The fact that College Football Playoff Committee (and let’s get real, ESPN) pushed the concept of an expansion past the last of the detractors should come as no surprise. However, the stipulation that it starts in 2024 was a bit startling. With the clock ticking, the current format needs to be fixed before kickoff of that season.
The number of twelve teams is not going to change for awhile. But if last week’s bowl games proved anything, it is that the seeding scheme is absurd. If you recall an RBR post from December, we mused what the playoff would look like had it been enacted for the 2022 season. Among the follies was that the ACC champion Clemson would be seeded third and Pac-12 champion Utah placed in the fourth spot. Each of the top four seeds are blessed with a first round bye.
The controversial format grants automatic bids to the six highest-ranked conference champions, gives first-round byes to the highest ranked four champions, and completes the field with six at-large selections. No at-large can earn a bye.
First-round games, between seeds 5 through 12, are to be played on campus or at a location designated by the higher seed.
Take into consideration what happened to the conference champs of the five Power-5 teams this bowl season:
- ACC champion Clemson was throttled by Tennessee 31-14.
- Big 12 champion Kansas State was dominated by Alabama 45-20.
- Big Ten champion Michigan lost to TCU 51-45.
- Pac-12 champion Utah was thumped by to Penn State 35-21.
- SEC champion Georgia won but just barely thanks to some favorable officiating and a rattled place kicker.

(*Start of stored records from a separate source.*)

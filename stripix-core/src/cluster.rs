//! Strip cluster records.

#[cfg(feature = "serde")]
use serde::{Deserialize, Serialize};

/// A group of adjacent strips attributed to one particle crossing.
///
/// Clusters are created once by the clustering engine and never mutated.
#[derive(Debug, Clone, PartialEq)]
#[cfg_attr(feature = "serde", derive(Serialize, Deserialize))]
pub struct Cluster {
    /// One-based index of the event the cluster belongs to.
    pub event: usize,
    /// Number of seeds retained for this event.
    pub nclust: usize,
    /// Strip that passed the high threshold.
    pub seed: usize,
    /// Sum of strip signals.
    pub signal: f64,
    /// Number of strips in the cluster.
    pub width: usize,
    /// Representative strip: the lowest accepted strip, or the seed in
    /// symmetric mode.
    pub address: usize,
    /// Signal-weighted mean strip index.
    pub cog: f64,
    /// Lowest strip covered by `strips`.
    #[cfg_attr(feature = "serde", serde(skip))]
    pub first_strip: usize,
    /// Per-strip signals from `first_strip` upwards.
    #[cfg_attr(feature = "serde", serde(skip))]
    pub strips: Vec<f64>,
}

impl Cluster {
    /// Iterates over `(strip index, signal)` pairs.
    pub fn iter_strips(&self) -> impl Iterator<Item = (usize, f64)> + '_ {
        self.strips
            .iter()
            .enumerate()
            .map(|(i, &signal)| (self.first_strip + i, signal))
    }

    /// Returns the chip (VA) holding the seed strip.
    #[must_use]
    pub fn chip(&self) -> usize {
        self.seed / crate::event::CHIP_CHANNELS
    }
}

/// Ordered collection of clusters produced by one conversion run.
///
/// Clusters appear in event order and, within an event, in ascending seed
/// order.
#[derive(Debug, Clone, Default, PartialEq)]
#[cfg_attr(feature = "serde", derive(Serialize, Deserialize))]
#[cfg_attr(feature = "serde", serde(transparent))]
pub struct ClusterTable {
    clusters: Vec<Cluster>,
}

impl ClusterTable {
    /// Creates an empty table.
    #[must_use]
    pub fn new() -> Self {
        Self::default()
    }

    /// Creates a table with pre-allocated capacity.
    #[must_use]
    pub fn with_capacity(capacity: usize) -> Self {
        Self {
            clusters: Vec::with_capacity(capacity),
        }
    }

    /// Appends a cluster.
    pub fn push(&mut self, cluster: Cluster) {
        self.clusters.push(cluster);
    }

    /// Appends every cluster of another table, keeping order.
    pub fn append(&mut self, other: &mut ClusterTable) {
        self.clusters.append(&mut other.clusters);
    }

    /// Returns the number of clusters.
    #[must_use]
    pub fn len(&self) -> usize {
        self.clusters.len()
    }

    /// Returns true if the table is empty.
    #[must_use]
    pub fn is_empty(&self) -> bool {
        self.clusters.is_empty()
    }

    /// Returns an iterator over the clusters.
    pub fn iter(&self) -> impl Iterator<Item = &Cluster> {
        self.clusters.iter()
    }

    /// Returns the clusters as a slice.
    #[must_use]
    pub fn as_slice(&self) -> &[Cluster] {
        &self.clusters
    }

    /// Returns the clusters of one event (one-based index).
    pub fn for_event(&self, event: usize) -> impl Iterator<Item = &Cluster> {
        self.clusters.iter().filter(move |c| c.event == event)
    }
}

impl FromIterator<Cluster> for ClusterTable {
    fn from_iter<I: IntoIterator<Item = Cluster>>(iter: I) -> Self {
        Self {
            clusters: iter.into_iter().collect(),
        }
    }
}

impl Extend<Cluster> for ClusterTable {
    fn extend<I: IntoIterator<Item = Cluster>>(&mut self, iter: I) {
        self.clusters.extend(iter);
    }
}

impl IntoIterator for ClusterTable {
    type Item = Cluster;
    type IntoIter = std::vec::IntoIter<Cluster>;

    fn into_iter(self) -> Self::IntoIter {
        self.clusters.into_iter()
    }
}

#[cfg(test)]
mod tests {
    use super::*;

    fn cluster(event: usize, seed: usize) -> Cluster {
        Cluster {
            event,
            nclust: 1,
            seed,
            signal: 30.0,
            width: 3,
            address: seed - 1,
            cog: seed as f64,
            first_strip: seed - 1,
            strips: vec![10.0, 10.0, 10.0],
        }
    }

    #[test]
    fn test_cluster_table_operations() {
        let mut table = ClusterTable::with_capacity(4);
        assert!(table.is_empty());

        table.push(cluster(1, 10));
        table.push(cluster(1, 70));
        table.push(cluster(2, 130));

        assert_eq!(table.len(), 3);
        assert_eq!(table.for_event(1).count(), 2);
        assert_eq!(table.for_event(3).count(), 0);
    }

    #[test]
    fn test_append_keeps_order() {
        let mut a: ClusterTable = vec![cluster(1, 10)].into_iter().collect();
        let mut b: ClusterTable = vec![cluster(2, 20), cluster(3, 30)].into_iter().collect();
        a.append(&mut b);
        let events: Vec<usize> = a.iter().map(|c| c.event).collect();
        assert_eq!(events, vec![1, 2, 3]);
        assert!(b.is_empty());
    }

    #[test]
    fn test_iter_strips_and_chip() {
        let c = cluster(1, 70);
        let strips: Vec<usize> = c.iter_strips().map(|(i, _)| i).collect();
        assert_eq!(strips, vec![69, 70, 71]);
        assert_eq!(c.chip(), 1);
    }
}
//! Seed-based strip clustering.
//!
//! Strips above the high threshold seed clusters. A seed grows over its
//! neighbours while they sit strictly between the two thresholds, or takes a
//! fixed window around itself in symmetric mode.

use crate::common_mode::subtract_common_mode;
use stripix_core::{Cluster, ClusteringConfig, CorrectedEvent, Result};

/// Counters accumulated over the events seen by one engine run.
#[derive(Debug, Clone, Copy, Default, PartialEq, Eq)]
pub struct ClusteringState {
    /// Events passed to the engine.
    pub events_processed: usize,
    /// Events with no seed candidate.
    pub events_without_seeds: usize,
    /// Events rejected for having too many seed candidates.
    pub events_over_multiplicity: usize,
    /// Seeds skipped in symmetric mode for lack of margin.
    pub seeds_at_edge: usize,
    /// Clusters produced.
    pub clusters_found: usize,
}

impl ClusteringState {
    /// Clears every counter.
    pub fn reset(&mut self) {
        *self = Self::default();
    }

    /// Folds the counters of another run into this one.
    pub fn merge(&mut self, other: &Self) {
        self.events_processed += other.events_processed;
        self.events_without_seeds += other.events_without_seeds;
        self.events_over_multiplicity += other.events_over_multiplicity;
        self.seeds_at_edge += other.seeds_at_edge;
        self.clusters_found += other.clusters_found;
    }
}

/// Channels whose value is strictly above `high`, ascending.
#[must_use]
pub fn find_seeds(values: &[f64], high: f64) -> Vec<usize> {
    values
        .iter()
        .enumerate()
        .filter(|&(_, &v)| v > high)
        .map(|(i, _)| i)
        .collect()
}

/// Drops every candidate whose lower neighbour is also a candidate.
///
/// `candidates` must be ascending. A run of adjacent candidates keeps only
/// its first member.
#[must_use]
pub fn prune_adjacent(candidates: &[usize]) -> Vec<usize> {
    candidates
        .iter()
        .enumerate()
        .filter(|&(i, &c)| i == 0 || candidates[i - 1] + 1 != c)
        .map(|(_, &c)| c)
        .collect()
}

/// Signal-weighted mean index over `values`, starting at `first`.
///
/// Falls back to the unweighted mean index when the signal sums to zero.
#[allow(clippy::cast_precision_loss)]
fn center_of_gravity(first: usize, values: &[f64]) -> (f64, f64) {
    let signal: f64 = values.iter().sum();
    if signal == 0.0 {
        let mid = first as f64 + (values.len().saturating_sub(1)) as f64 / 2.0;
        return (signal, mid);
    }
    let weighted: f64 = values
        .iter()
        .enumerate()
        .map(|(i, v)| (first + i) as f64 * v)
        .sum();
    (signal, weighted / signal)
}

/// Strip clustering engine.
#[derive(Debug, Clone, Default)]
pub struct StripClustering {
    config: ClusteringConfig,
}

impl StripClustering {
    /// Creates an engine with a validated configuration.
    ///
    /// # Errors
    /// Returns a configuration error if the thresholds or window are invalid.
    pub fn new(config: ClusteringConfig) -> Result<Self> {
        config.validate()?;
        Ok(Self { config })
    }

    /// Returns the configuration.
    #[must_use]
    pub fn config(&self) -> &ClusteringConfig {
        &self.config
    }

    /// Clusters one corrected event.
    ///
    /// The cluster records carry the one-based event number.
    #[must_use]
    pub fn cluster_corrected(
        &self,
        event: &CorrectedEvent,
        state: &mut ClusteringState,
    ) -> Vec<Cluster> {
        self.cluster_event(&event.values, event.index + 1, state)
    }

    /// Clusters one event vector in detector channel order.
    ///
    /// Common-mode subtraction, when configured, is applied to a copy.
    /// Events with no seeds or more than `max_seeds` seeds yield nothing.
    #[must_use]
    pub fn cluster_event(
        &self,
        values: &[f64],
        event_number: usize,
        state: &mut ClusteringState,
    ) -> Vec<Cluster> {
        state.events_processed += 1;

        let mut owned;
        let values = match &self.config.common_mode {
            Some(cm) => {
                owned = values.to_vec();
                subtract_common_mode(&mut owned, cm);
                owned.as_slice()
            }
            None => values,
        };

        let candidates = find_seeds(values, self.config.high_threshold);
        if candidates.is_empty() {
            state.events_without_seeds += 1;
            return Vec::new();
        }
        if candidates.len() > self.config.max_seeds {
            state.events_over_multiplicity += 1;
            log::debug!(
                "event {event_number}: {} seeds exceed the limit of {}",
                candidates.len(),
                self.config.max_seeds
            );
            return Vec::new();
        }

        let seeds = prune_adjacent(&candidates);
        let nclust = seeds.len();
        let mut clusters = Vec::with_capacity(nclust);
        for seed in seeds {
            let cluster = if self.config.symmetric {
                self.symmetric_cluster(values, seed, event_number, nclust)
            } else {
                Some(self.grow_cluster(values, seed, event_number, nclust))
            };
            match cluster {
                Some(cluster) => clusters.push(cluster),
                None => state.seeds_at_edge += 1,
            }
        }
        state.clusters_found += clusters.len();
        clusters
    }

    fn symmetric_cluster(
        &self,
        values: &[f64],
        seed: usize,
        event: usize,
        nclust: usize,
    ) -> Option<Cluster> {
        let w = self.config.symmetric_width;
        if seed < w || seed + w >= values.len() {
            return None;
        }
        let first = seed - w;
        let strips = values[first..=seed + w].to_vec();
        let (signal, cog) = center_of_gravity(first, &strips);
        Some(Cluster {
            event,
            nclust,
            seed,
            signal,
            width: 2 * w + 1,
            address: seed,
            cog,
            first_strip: first,
            strips,
        })
    }

    fn grow_cluster(&self, values: &[f64], seed: usize, event: usize, nclust: usize) -> Cluster {
        let (low, high) = (self.config.low_threshold, self.config.high_threshold);
        let accepts = |v: f64| v > low && v < high;

        let mut first = seed;
        while first > 0 && accepts(values[first - 1]) {
            first -= 1;
        }
        let mut last = seed;
        while last + 1 < values.len() && accepts(values[last + 1]) {
            last += 1;
        }

        let strips = values[first..=last].to_vec();
        let (signal, cog) = center_of_gravity(first, &strips);
        Cluster {
            event,
            nclust,
            seed,
            signal,
            width: strips.len(),
            address: first,
            cog,
            first_strip: first,
            strips,
        }
    }
}

#[cfg(test)]
mod tests {
    use super::*;
    use approx::assert_relative_eq;

    fn engine(config: ClusteringConfig) -> StripClustering {
        StripClustering::new(config.with_common_mode(None)).unwrap()
    }

    #[test]
    fn test_prune_adjacent() {
        assert_eq!(prune_adjacent(&[10, 11, 20]), vec![10, 20]);
        assert_eq!(prune_adjacent(&[10, 11, 12]), vec![10]);
        assert_eq!(prune_adjacent(&[3, 5, 7]), vec![3, 5, 7]);
        assert!(prune_adjacent(&[]).is_empty());
    }

    #[test]
    fn test_asymmetric_growth() {
        let mut values = vec![0.0; 64];
        values[19] = 10.0;
        values[20] = 40.0;
        values[21] = 20.0;
        values[22] = 8.0; // exactly at the low threshold stops growth
        let engine = engine(ClusteringConfig::new());
        let mut state = ClusteringState::default();
        let clusters = engine.cluster_event(&values, 1, &mut state);

        assert_eq!(clusters.len(), 1);
        let c = &clusters[0];
        assert_eq!(c.seed, 20);
        assert_eq!(c.address, 19);
        assert_eq!(c.width, 3);
        assert_relative_eq!(c.signal, 70.0);
        assert_relative_eq!(c.cog, (19.0 * 10.0 + 20.0 * 40.0 + 21.0 * 20.0) / 70.0);
        assert_eq!(c.strips, vec![10.0, 40.0, 20.0]);
        assert_eq!(state.clusters_found, 1);
    }

    #[test]
    fn test_neighbour_at_high_threshold_is_neither_seed_nor_grown() {
        let mut values = vec![0.0; 64];
        values[20] = 40.0;
        values[21] = 25.0;
        values[22] = 15.0;
        let engine = engine(ClusteringConfig::new());
        let mut state = ClusteringState::default();
        let clusters = engine.cluster_event(&values, 1, &mut state);

        assert_eq!(clusters.len(), 1);
        assert_eq!(clusters[0].seed, 20);
        assert_eq!(clusters[0].nclust, 1);
        assert_eq!(clusters[0].width, 1);
        assert_eq!(clusters[0].address, 20);
        assert_relative_eq!(clusters[0].signal, 40.0);
    }

    #[test]
    fn test_asymmetric_growth_reaches_edges() {
        let values = vec![30.0, 12.0, 12.0];
        let engine = engine(ClusteringConfig::new());
        let clusters = engine.cluster_event(&values, 1, &mut ClusteringState::default());
        assert_eq!(clusters[0].address, 0);
        assert_eq!(clusters[0].width, 3);

        let values = vec![12.0, 12.0, 30.0];
        let clusters = engine.cluster_event(&values, 1, &mut ClusteringState::default());
        assert_eq!(clusters[0].address, 0);
        assert_eq!(clusters[0].width, 3);
    }

    #[test]
    fn test_symmetric_window() {
        let mut values = vec![1.0; 64];
        values[30] = 50.0;
        let engine = engine(ClusteringConfig::new().with_symmetric_window(2));
        let clusters = engine.cluster_event(&values, 4, &mut ClusteringState::default());

        assert_eq!(clusters.len(), 1);
        let c = &clusters[0];
        assert_eq!(c.event, 4);
        assert_eq!(c.width, 5);
        assert_eq!(c.address, 30);
        assert_eq!(c.first_strip, 28);
        assert_relative_eq!(c.signal, 54.0);
        assert_relative_eq!(c.cog, 30.0);
    }

    #[test]
    fn test_symmetric_seed_without_margin_is_skipped() {
        let mut values = vec![0.0; 64];
        values[0] = 50.0;
        values[63] = 50.0;
        values[30] = 50.0;
        let engine = engine(ClusteringConfig::new().with_symmetric_window(1));
        let mut state = ClusteringState::default();
        let clusters = engine.cluster_event(&values, 1, &mut state);

        assert_eq!(clusters.len(), 1);
        assert_eq!(clusters[0].seed, 30);
        assert_eq!(clusters[0].nclust, 3);
        assert_eq!(state.seeds_at_edge, 2);
    }

    #[test]
    fn test_too_many_seeds() {
        let values: Vec<f64> = (0..64).map(|i| if i % 2 == 0 { 100.0 } else { 0.0 }).collect();
        let engine = engine(ClusteringConfig::new());
        let mut state = ClusteringState::default();
        assert!(engine.cluster_event(&values, 1, &mut state).is_empty());
        assert_eq!(state.events_over_multiplicity, 1);
    }

    #[test]
    fn test_no_seeds() {
        let engine = engine(ClusteringConfig::new());
        let mut state = ClusteringState::default();
        assert!(engine
            .cluster_event(&[25.0; 64], 1, &mut state)
            .is_empty());
        assert_eq!(state.events_without_seeds, 1);
    }

    #[test]
    fn test_zero_signal_cog_falls_back_to_mean_index() {
        assert_eq!(center_of_gravity(10, &[5.0, -10.0, 5.0]), (0.0, 11.0));
    }

    #[test]
    fn test_invalid_config_rejected() {
        assert!(StripClustering::new(ClusteringConfig::new().with_thresholds(5.0, 8.0)).is_err());
    }
}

Three out of four teams that would have hypothetically been granted the top four seed lost their bowl games last week - and two of them by a significant margin.
The point is, why should winning a conference championship hold the significant weight of a first round bye over other teams who might be clearly better. The assumption is that this aspect puts importance back into conference championship games. But really, what are the chances of a team tanking such a game and risk a higher seed in a merit-based format?
The original mantra of the CFP was to “get the best four teams in”. What happened to that philosophy?
If last week’s results are not enough of a concern, consider what the Big 12 and Pac 12 will look like in 2025:
- Iowa State
- Kansas State
- Oklahoma State
- Texas Tech
- West Virginia
- Arizona State
- Oregon State
- Washington State
It is hard to imagine too many scenarios in which either champion of these two future conferences are deemed worthy of an automatic top four seed with a first round bye over the second best SEC team of most seasons.